Al-Ghazali dalam Al-Munqidz min al-Dhalal menjelaskan
bahwa jika berbicara mengenai ketuhanan (metafisika), maka disinilah terdapat
sebagian besar kesalahan mereka (para filosof) karena tidak dapat mengemukakan
bukti-bukti menurut syarat-syarat yang telah mereka tetapkan sendiri dalam ilmu
logika.
Al-Ghazali meneliti kerja para filsuf dengan metodenya
yang rasional, yang mengandalkan akal untuk memperoleh pengetahuan yang
meyakinkan. Dia pun menekuni bidang filsafat secara otodidak sampai
menghasilkan beberapa karya yang mengangkatnya sebagai filsuf. Tetapi hasil
kajian ini mengantarkannya kepada kesimpulan bahwa metode rasional para filsuf
tidak bisa dipercaya untuk memberikan suatu pengetahuan yang meyakinkan tentang
hakikat sesuatu di bidang metafisika (ilahiyyat) dan sebagian dari
bidang fisika (thabi’iyat) yang berkenaan dengan akidah Islam. Meskipun
demikian, Al-Ghazali tetap memberikan kepercayaan terhadap kesahihan
filsafat-filsafat di bidang lain, seperti logika dan matematika.
Sebagaimana yang telah dijelaskan di atas, bahwa ada
pemikiran tentang filsafat metafisika yang menurut al-Ghazali sangat berlawanan
dengan Islam, dan karenanya para filosof dinyatakan kafir. Hal ini akan lebih
dijelaskan dalam bagian selanjutnya.
2. Iradat Tuhan
Mengenai kejadian alam dan dunia, Al-Ghazali berpendapat
bahwa dunia itu berasal dari iradat (kehendak) tuhan semat-mata, tidak bisa
terjadi dengan sendirinya. Iradat tuhan itulah yang diartikan penciptaan.
Iradat itu menghasilkan ciptaan yang berganda, di satu pihak merupakan
undang-undang, dan di lain pihak merupakan zarah-zarah (atom-atom) yang masih
abstrak. Penyesuaian antara zarah-zarah yang abstrak dengan undang-undang
itulah yang merupakan dunia dan kebiasaanya yang kita lihat ini.
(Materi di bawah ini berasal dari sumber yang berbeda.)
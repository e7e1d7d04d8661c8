//! File Commands
//!
//! Download generated files and read user-selected ones.

use gloo_timers::future::TimeoutFuture;
use leptos::task::spawn_local;
use wasm_bindgen::{JsCast, JsValue};
use wasm_bindgen_futures::JsFuture;
use web_sys::{Blob, BlobPropertyBag, File, HtmlAnchorElement, Url};

use super::js_err;

/// Keep the object URL alive long enough for the download to start
const REVOKE_DELAY_MS: u32 = 1_000;

/// Offer `contents` as a file download
pub fn download_text(file_name: &str, contents: &str, mime_type: &str) -> Result<(), String> {
    let parts = js_sys::Array::of1(&JsValue::from_str(contents));
    let options = BlobPropertyBag::new();
    options.set_type(mime_type);
    let blob = Blob::new_with_str_sequence_and_options(&parts, &options).map_err(js_err)?;
    let url = Url::create_object_url_with_blob(&blob).map_err(js_err)?;

    let document = web_sys::window()
        .and_then(|window| window.document())
        .ok_or_else(|| "no document".to_string())?;
    let link: HtmlAnchorElement = document
        .create_element("a")
        .map_err(js_err)?
        .dyn_into()
        .map_err(|_| "failed to create link".to_string())?;
    link.set_href(&url);
    link.set_download(file_name);
    link.click();

    spawn_local(async move {
        TimeoutFuture::new(REVOKE_DELAY_MS).await;
        let _ = Url::revoke_object_url(&url);
    });
    Ok(())
}

/// Read the whole file selected by the user
pub async fn read_file_bytes(file: File) -> Result<Vec<u8>, String> {
    let buffer = JsFuture::from(file.array_buffer()).await.map_err(js_err)?;
    Ok(js_sys::Uint8Array::new(&buffer).to_vec())
}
Iradat tuhan adalah mutlak, bebas dari ikatan waktu dan
ruang, tetapi dunia yang diciptakan itu seperti yang dapat ditangkap dan
dikesankan pada akal (intelek) manusia, terbatas dalam pengertian ruang dan
waktu. Al-Ghazali menganggap bahwa tuhan adalah transenden, tetapi kemauan
iradatnya imanen di atas dunia ini, dan merupakan sebab hakiki dari segala
kejadian.7
Pengikut Aristoteles, menamakan suatu peristiwa sebagai
hukum pasti sebab dan akibat (hukum kausalitas), sedangkan Al-Ghazali seperti
juga Al-Asy’ari berpendapat bahwa suatu peristiwa itu adalah iradat Tuhan, dan
Tuhan tetap bekuasa mutlak untuk menyimpangkan dari kebiasaan-kebiasaan sebab
dan akibat tersebut. Sebagai contoh, kertas tidak mesti terbakar oleh api, air
tidak mesti membasahi kain. Semua ini hanya merupakan adat (kebiasaan) alam,
bukan suatu kemestian. Terjadinya segala sesuatu di dunia ini karena kekuasaan
dan kehendak Allah semata. Begitu juga dengan kasus tidak terbakarnya Nabi
Ibrahim ketika dibakar dengan api. Mereka menganggap hal itu tidak mungkin,
kecuali dengan menghilangkan sifat membakar dari api ituatau mengubah diri
(zat) Nabi Ibrahim menjadi suatu materi yang tidak bisa terbakar oleh api.8
3.
Etika
Mengenai filsafat etika Al-Ghazali secara sekaligus dapat
kita lihat pada teori tasawufnya dalam buku Ihya’ ‘Ulumuddin.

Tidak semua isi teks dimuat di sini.